* ASSIGNED TASK *
Copy out exactly the stretch of the listing below that begins at the line containing "let y = 0.5" and ends at the line containing "for p in points", and copy nothing outside it.

= Beginning of Section =

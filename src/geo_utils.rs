//! # Geographic Utilities
//!
//! Projection and distance helpers shared by the clustering index, the
//! follow controller and the routing aggregator.
//!
//! ## Overview
//!
//! | Function | Description |
//! |----------|-------------|
//! | [`haversine_distance`] | Great-circle distance between two points |
//! | [`lng_x`] / [`lat_y`] | Project lon/lat into normalised spherical-mercator space |
//! | [`x_lng`] / [`y_lat`] | Inverse projection |
//! | [`compute_bounds`] | Bounding box of a set of points |
//! | [`line_bounds`] | Bounding box of a `[lon, lat]` polyline |
//!
//! ## Example
//!
//! ```rust
//! use campus_map::{GeoPoint, geo_utils};
//!
//! let library = GeoPoint::new(40.7295, -73.9965);
//! let gym = GeoPoint::new(40.7310, -73.9940);
//!
//! let meters = geo_utils::haversine_distance(&library, &gym);
//! assert!(meters > 100.0 && meters < 500.0);
//!
//! // Mercator round trip
//! let x = geo_utils::lng_x(library.lon);
//! assert!((geo_utils::x_lng(x) - library.lon).abs() < 1e-9);
//! ```
//!
//! ## Coordinate System
//!
//! Inputs are WGS84 degrees. Projected coordinates live in `[0, 1]` on both
//! axes with `(0, 0)` at the north-west corner of the world, so a pixel
//! distance at zoom `z` is the projected distance times `extent * 2^z`.

use geo::{BoundingRect, Coord, Distance, Haversine, LineString, Point};
use std::f64::consts::PI;

use crate::{BBox, GeoPoint};

// =============================================================================
// Distance Functions
// =============================================================================

/// Great-circle distance between two points in meters.
///
/// ```rust
/// use campus_map::{GeoPoint, geo_utils};
///
/// let london = GeoPoint::new(51.5074, -0.1278);
/// let paris = GeoPoint::new(48.8566, 2.3522);
/// let distance = geo_utils::haversine_distance(&london, &paris);
/// assert!((distance - 343_560.0).abs() < 1000.0);
/// ```
#[inline]
pub fn haversine_distance(p1: &GeoPoint, p2: &GeoPoint) -> f64 {
    let point1 = Point::new(p1.lon, p1.lat);
    let point2 = Point::new(p2.lon, p2.lat);
    Haversine::distance(point1, point2)
}

// =============================================================================
// Projection
// =============================================================================

/// Longitude to normalised mercator x in `[0, 1]`.
#[inline]
pub fn lng_x(lon: f64) -> f64 {
    lon / 360.0 + 0.5
}

/// Latitude to normalised mercator y in `[0, 1]`, north at 0.
///
/// Latitudes beyond the mercator limit (~85.05°) clamp to the edges.
#[inline]
pub fn lat_y(lat: f64) -> f64 {
    let sin = (lat * PI / 180.0).sin();
    let y = 0.5 - 0.25 * ((1.0 + sin) / (1.0 - sin)).ln() / PI;
    y.clamp(0.0, 1.0)
}

/// Normalised mercator x back to longitude.
#[inline]
pub fn x_lng(x: f64) -> f64 {
    (x - 0.5) * 360.0
}

/// Normalised mercator y back to latitude.
#[inline]
pub fn y_lat(y: f64) -> f64 {
    let y2 = (180.0 - y * 360.0) * PI / 180.0;
    360.0 * y2.exp().atan() / PI - 90.0
}

// =============================================================================
// Bounding Box Functions
// =============================================================================

/// Bounding box enclosing all points, or `None` for empty input.
///
/// ```rust
/// use campus_map::{GeoPoint, geo_utils};
///
/// let bounds = geo_utils::compute_bounds(&[
///     GeoPoint::new(51.50, -0.13),
///     GeoPoint::new(51.51, -0.12),
/// ]).unwrap();
/// assert_eq!(bounds.south, 51.50);
/// assert_eq!(bounds.east, -0.12);
/// ```
pub fn compute_bounds(points: &[GeoPoint]) -> Option<BBox> {
    if points.is_empty() {
        return None;
    }

    let mut bounds = BBox {
        west: f64::MAX,
        south: f64::MAX,
        east: f64::MIN,
        north: f64::MIN,
    };

    for p in points {
        bounds.west = bounds.west.min(p.lon);
        bounds.east = bounds.east.max(p.lon);
        bounds.south = bounds.south.min(p.lat);
        bounds.north = bounds.north.max(p.lat);
    }

    Some(bounds)
}

/// Bounding box of a `[lon, lat]` polyline, or `None` if it has no points.
pub fn line_bounds(coords: &[[f64; 2]]) -> Option<BBox> {
    let line: LineString<f64> = coords
        .iter()
        .map(|c| Coord { x: c[0], y: c[1] })
        .collect();

    line.bounding_rect().map(|rect| BBox {
        west: rect.min().x,
        south: rect.min().y,
        east: rect.max().x,
        north: rect.max().y,
    })
}

// =============================================================================
// Unit Tests
// =============================================================================

#[cfg(test)]
mod tests {
    use super::*;

    fn approx_eq(a: f64, b: f64, epsilon: f64) -> bool {
        (a - b).abs() < epsilon
    }

    #[test]
    fn test_haversine_distance_same_point() {
        let p = GeoPoint::new(51.5074, -0.1278);
        assert_eq!(haversine_distance(&p, &p), 0.0);
    }

    #[test]
    fn test_projection_corners() {
        assert!(approx_eq(lng_x(-180.0), 0.0, 1e-12));
        assert!(approx_eq(lng_x(180.0), 1.0, 1e-12));
        assert!(approx_eq(lat_y(0.0), 0.5, 1e-12));
        assert_eq!(lat_y(90.0), 0.0);
        assert_eq!(lat_y(-90.0), 1.0);
    }

    #[test]
    fn test_projection_inverse() {
        for lat in [-60.0, -12.5, 0.0, 40.7589, 85.0] {
            assert!(approx_eq(y_lat(lat_y(lat)), lat, 1e-9), "lat {}", lat);
        }
        for lon in [-179.0, -73.9851, 0.0, 151.2] {
            assert!(approx_eq(x_lng(lng_x(lon)), lon, 1e-9), "lon {}", lon);
        }
    }

    #[test]
    fn test_compute_bounds_empty() {
        assert!(compute_bounds(&[]).is_none());
    }

    #[test]
    fn test_line_bounds() {
        let coords = [[-73.99, 40.72], [-73.98, 40.73], [-73.985, 40.71]];
        let bounds = line_bounds(&coords).unwrap();
        assert_eq!(bounds.west, -73.99);
        assert_eq!(bounds.east, -73.98);
        assert_eq!(bounds.south, 40.71);
        assert_eq!(bounds.north, 40.73);

        assert!(line_bounds(&[]).is_none());
    }
}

= End of Section =

* ANSWER TO THIS EXERCISE *
    let y = 0.5 - 0.25 * ((1.0 + sin) / (1.0 - sin)).ln() / PI;
    y.clamp(0.0, 1.0)
}

/// Normalised mercator x back to longitude.
#[inline]
pub fn x_lng(x: f64) -> f64 {
    (x - 0.5) * 360.0
}

/// Normalised mercator y back to latitude.
#[inline]
pub fn y_lat(y: f64) -> f64 {
    let y2 = (180.0 - y * 360.0) * PI / 180.0;
    360.0 * y2.exp().atan() / PI - 90.0
}

// =============================================================================
// Bounding Box Functions
// =============================================================================

/// Bounding box enclosing all points, or `None` for empty input.
///
/// ```rust
/// use campus_map::{GeoPoint, geo_utils};
///
/// let bounds = geo_utils::compute_bounds(&[
///     GeoPoint::new(51.50, -0.13),
///     GeoPoint::new(51.51, -0.12),
/// ]).unwrap();
/// assert_eq!(bounds.south, 51.50);
/// assert_eq!(bounds.east, -0.12);
/// ```
pub fn compute_bounds(points: &[GeoPoint]) -> Option<BBox> {
    if points.is_empty() {
        return None;
    }

    let mut bounds = BBox {
        west: f64::MAX,
        south: f64::MAX,
        east: f64::MIN,
        north: f64::MIN,
    };

    for p in points {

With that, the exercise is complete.